Few Torah portions can match the sheer power and challenges that our first portion presents. From the Creations myths to Adam and Eve and God’s first question to us “ayekah?” (where are you?) through the ethical challenges presented by Cain and Abel (and the fact that Cain gets away with murder); this portion has been, and will continue to be, the source of great debate, study and some controversy. Just read Dan Brown’s newest book “Origin”!
But for this space this week, let me reference a word that has come to mean so much to our aging work and comes up every time we engage a group at a congregation or meeting. Genesis [2:18] contains one of those small Hebrew words from which sermons sprout. We are told in that verse that it is not good for man to be “l’vado” (alone). Herein rests one of the most powerful realities for us as we get older. Study after study has confirmed the truth of this word, one of the great fears of our age and dangers to our lives is that being isolated, alone and cut off. No doubt may of us know of or have experienced situations where people , from a variety of reasons and circumstances, are “alone”; either physically or existentially.
I recently watched this Netflix movie “Our Souls at Night”. It is based on a book of the same name. The movie stars Jane Fonda and Robert Redford. It is a film that deals with the challenges of growing older and the issue of being alone. Get beyond some of the Hollywood massage of the story and see the fact that at any age, human contact, intimacy and connection becomes so vital to all of us. The Torah seems to understand this because the next chapter, Genesis 3, introduces death and it is not a stretch to be able to weave an understanding that as we face the “ultimate aloneness” being with people in relationships can ease that fear.
We live in a society that all too often allows elders to be isolated. The Hebrew sense of “caret”, or being cut off from others, exiled into the self, is real. Just visit many a nursing home. But even in our own congregations, I sense, and my experience tells me, that there are people who exist in isolation. They become forgotten, often living alone and unable to be mobile. One of our challenges in modern congregational life is to make sure that no one in our community is allowed to remain “alone”. This “l’vado” factor is all to powerful.

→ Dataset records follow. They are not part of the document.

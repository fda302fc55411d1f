//! Audio cues behind a pluggable sink
//!
//! The game only decides *what* to play; an `AudioSink` does the playing.
//! Clips that fail to load are logged once and skipped for the rest of the run.

use std::collections::HashSet;
use std::path::{Path, PathBuf};

use anyhow::{Context, Result, bail};

use crate::settings::Settings;
use crate::sim::{Cue, LevelId};

/// Sound clips used by the game
#[derive(Debug, Clone, Copy, PartialEq, Eq, Hash)]
pub enum Clip {
    /// Egg collected
    Chirp,
    /// Something good happened
    Yay,
    /// Roasted (one-shot)
    Awh,
    /// Roasted (looping)
    Roasted,
    /// Per-level background track
    Music(LevelId),
}

impl Clip {
    /// Every clip, in preload order
    pub const ALL: [Clip; 7] = [
        Clip::Chirp,
        Clip::Yay,
        Clip::Awh,
        Clip::Roasted,
        Clip::Music(LevelId::One),
        Clip::Music(LevelId::Two),
        Clip::Music(LevelId::Three),
    ];

    /// Asset path relative to the asset directory
    pub fn path(&self) -> &'static str {
        match self {
            Clip::Chirp => "data/chirp.wav",
            Clip::Yay => "data/yay.wav",
            Clip::Awh => "data/awh.wav",
            Clip::Roasted => "data/roasted.wav",
            Clip::Music(LevelId::One) => "data/level1.wav",
            Clip::Music(LevelId::Two) => "data/level2.wav",
            Clip::Music(LevelId::Three) => "data/level3.wav",
        }
    }

    pub fn is_music(&self) -> bool {
        matches!(self, Clip::Music(_))
    }
}

/// Something that can play clips
pub trait AudioSink {
    /// Prepare a clip for playback
    fn load(&mut self, clip: Clip) -> Result<()>;
    /// Play once
    fn play(&mut self, clip: Clip, volume: f32);
    /// Play until stopped
    fn start_loop(&mut self, clip: Clip, volume: f32);
    fn stop(&mut self, clip: Clip);
}

/// Discards everything
#[derive(Debug, Default, Clone, Copy)]
pub struct NullSink;

impl AudioSink for NullSink {
    fn load(&mut self, _clip: Clip) -> Result<()> {
        Ok(())
    }

    fn play(&mut self, _clip: Clip, _volume: f32) {}

    fn start_loop(&mut self, _clip: Clip, _volume: f32) {}

    fn stop(&mut self, _clip: Clip) {}
}

/// Resolves clips against an asset directory and logs playback
#[derive(Debug, Clone)]
pub struct FileSink {
    asset_dir: PathBuf,
}

impl FileSink {
    pub fn new(asset_dir: impl Into<PathBuf>) -> Self {
        Self {
            asset_dir: asset_dir.into(),
        }
    }

    pub fn asset_dir(&self) -> &Path {
        &self.asset_dir
    }

    fn resolve(&self, clip: Clip) -> PathBuf {
        self.asset_dir.join(clip.path())
    }
}

impl AudioSink for FileSink {
    fn load(&mut self, clip: Clip) -> Result<()> {
        let path = self.resolve(clip);
        let meta = std::fs::metadata(&path)
            .with_context(|| format!("Failed to open audio asset {}", path.display()))?;
        if !meta.is_file() {
            bail!("Audio asset {} is not a file", path.display());
        }
        Ok(())
    }

    fn play(&mut self, clip: Clip, volume: f32) {
        log::debug!("play {} at {:.2}", clip.path(), volume);
    }

    fn start_loop(&mut self, clip: Clip, volume: f32) {
        log::debug!("loop {} at {:.2}", clip.path(), volume);
    }

    fn stop(&mut self, clip: Clip) {
        log::debug!("stop {}", clip.path());
    }
}

/// Audio manager for the game
pub struct AudioManager<S: AudioSink> {
    sink: S,
    /// Clips that failed to load; never retried
    unavailable: HashSet<Clip>,
    master_volume: f32,
    sfx_volume: f32,
    music_volume: f32,
    muted: bool,
    /// Selected background track
    music: Option<Clip>,
    music_playing: bool,
}

impl<S: AudioSink> AudioManager<S> {
    /// Create the manager and preload every clip
    pub fn new(mut sink: S, settings: &Settings) -> Self {
        let mut unavailable = HashSet::new();
        for clip in Clip::ALL {
            if let Err(e) = sink.load(clip) {
                log::warn!("Audio disabled for {}: {e:#}", clip.path());
                unavailable.insert(clip);
            }
        }
        Self {
            sink,
            unavailable,
            master_volume: settings.master_volume.clamp(0.0, 1.0),
            sfx_volume: settings.sfx_volume.clamp(0.0, 1.0),
            music_volume: settings.music_volume.clamp(0.0, 1.0),
            muted: settings.start_muted,
            music: None,
            music_playing: false,
        }
    }

    pub fn sink(&self) -> &S {
        &self.sink
    }

    pub fn is_available(&self, clip: Clip) -> bool {
        !self.unavailable.contains(&clip)
    }

    pub fn is_muted(&self) -> bool {
        self.muted
    }

    pub fn set_muted(&mut self, muted: bool) {
        self.muted = muted;
    }

    pub fn is_music_playing(&self) -> bool {
        self.music_playing
    }

    /// Effective volume for a clip
    fn volume(&self, clip: Clip) -> f32 {
        let channel = if clip.is_music() {
            self.music_volume
        } else {
            self.sfx_volume
        };
        self.master_volume * channel
    }

    fn play(&mut self, clip: Clip) {
        if self.muted || !self.is_available(clip) {
            return;
        }
        let vol = self.volume(clip);
        self.sink.play(clip, vol);
    }

    fn start_loop(&mut self, clip: Clip) -> bool {
        if self.muted || !self.is_available(clip) {
            return false;
        }
        let vol = self.volume(clip);
        self.sink.start_loop(clip, vol);
        true
    }

    fn stop(&mut self, clip: Clip) {
        if self.is_available(clip) {
            self.sink.stop(clip);
        }
    }

    /// Play the sound attached to a game event
    pub fn play_cue(&mut self, cue: Cue) {
        match cue {
            Cue::Chirp => self.play(Clip::Chirp),
            Cue::Cheer => self.play(Clip::Yay),
        }
    }

    /// Switch to a level's track and start it unless muted
    pub fn play_music(&mut self, level: LevelId) {
        self.stop_music();
        self.music = Some(Clip::Music(level));
        self.resume_music();
    }

    /// Restart the selected track
    pub fn resume_music(&mut self) {
        if self.music_playing {
            return;
        }
        if let Some(track) = self.music {
            self.music_playing = self.start_loop(track);
        }
    }

    pub fn stop_music(&mut self) {
        if let Some(track) = self.music.filter(|_| self.music_playing) {
            self.stop(track);
        }
        self.music_playing = false;
    }

    /// One "awh" then the roasted loop
    pub fn start_roasted(&mut self) {
        self.play(Clip::Awh);
        self.start_loop(Clip::Roasted);
    }

    pub fn stop_roasted(&mut self) {
        self.stop(Clip::Roasted);
    }
}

The existential aloneness that exists in each of us becomes more powerful as we age. As the circles of our relationships begin to shrink, as the physical limitations may become more present, we are in greater need of being with people. Judaism reminds us that being with people in relationship extends life, allows us to overcome even physical challenges and can serve as a foundation for the celebration of life. Understanding Genesis [2:18] can show us that we live our best life when we engage with the world and in doing so we come to value even more our friendships, our family and the fragile nature of time.